The Railways may have several reasons to justify its decision to hike haulage charges on private container trains by 25 per cent from December 5. However, such a steep increase at one go could be counter-productive for a variety of reasons.
One, private train operators, generally referred to as CTOs, may not be able to pass the entire burden on to their customers. This is because, they assert, the overall increase in haulage charges--the fee paid by them to the Railways for using its lines- works out to 27-41 per cent. In addition, there is a 10 per cent congestion surcharge on cargo originating from ports. Private operators fear they would lose cargo to road if they try to recover the additional levy from their customers. This is not in the long-term interest of the Railways as well as the country’s goods transport system.
For long-distance freight movement, rail is cheaper and more eco-friendly than road. However, the share of railways in the domestic freight movement is only about 30 per cent while road accounts for nearly 60 per cent. With diesel price coming down, trucks may attract more domestic cargo. In such a scenario, any move that will potentially increase the burden on road traffic is ill-advised.

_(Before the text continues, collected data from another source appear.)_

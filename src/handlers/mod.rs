pub mod admin_handlers;
pub mod artifact_handlers;
pub mod auth_handlers;
pub mod health_handlers;
pub mod pdf_handlers;
pub mod tool_handlers;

Two, the main objectives of opening up the container train service to private sector participation, ending the monopoly the railways’ own subsidiary Concor, was to increase the rail’s share in the domestic freight traffic. So far it attracted 17 operators with investments exceeding Rs 5000 crore. After seven years, the container traffic has started picking up. It is time to attract more cargo than diverting them to roads.
Three, the Railways is a monopoly. In the absence of a regulator, hike in freight rates without consultation with stakeholders or prior notice could affect the viability of private freight services. The UPA government’s proposal to set up a regulator for fixing freight rates and passenger fares seems to have been put in cold storage by the new regime in New Delhi.
In the absence of an independent authority to look into the costs and revenues of both the railways and the train operators, at least mutual consultation before a rate hike could help sustain and advance better partnership, so essential for achieving the goal of private sector participation. Unilateral action can sore the partnership.
Four, for the Railways’ haulage charge could be just 4-5 per cent of its total revenue while for private operators it is the major cost (over 60 per cent). Currently the latter collectively own and operate 142 rakes. (Concor runs 276). Many have plans to acquire new rakes. Since additional wagon capacity is so crucial to the railways, any move to restrain them from making new investments is undesirable.
The Railways’ stand that the increase in haulage charge has come after two years and its operational cost in the meantime has gone up is understandable. But this is more to do with the legacy wherein the Railways has continued with the traditional model of freight cross-subsidising passenger fares. As everyone knows, passenger fares - particularly in the suburban rail service - have been kept unreasonably low to keep commuters happy; but actually commuters continue to suffer because of minimum comforts. A review in the working model is overdue to ensure improved passenger comfort, freight services and enhance the railways’ revenue.
And in the meantime, a review of the proposed hike in haulage charge with a view to reducing the burden on private container train operators is the least the Railways can do.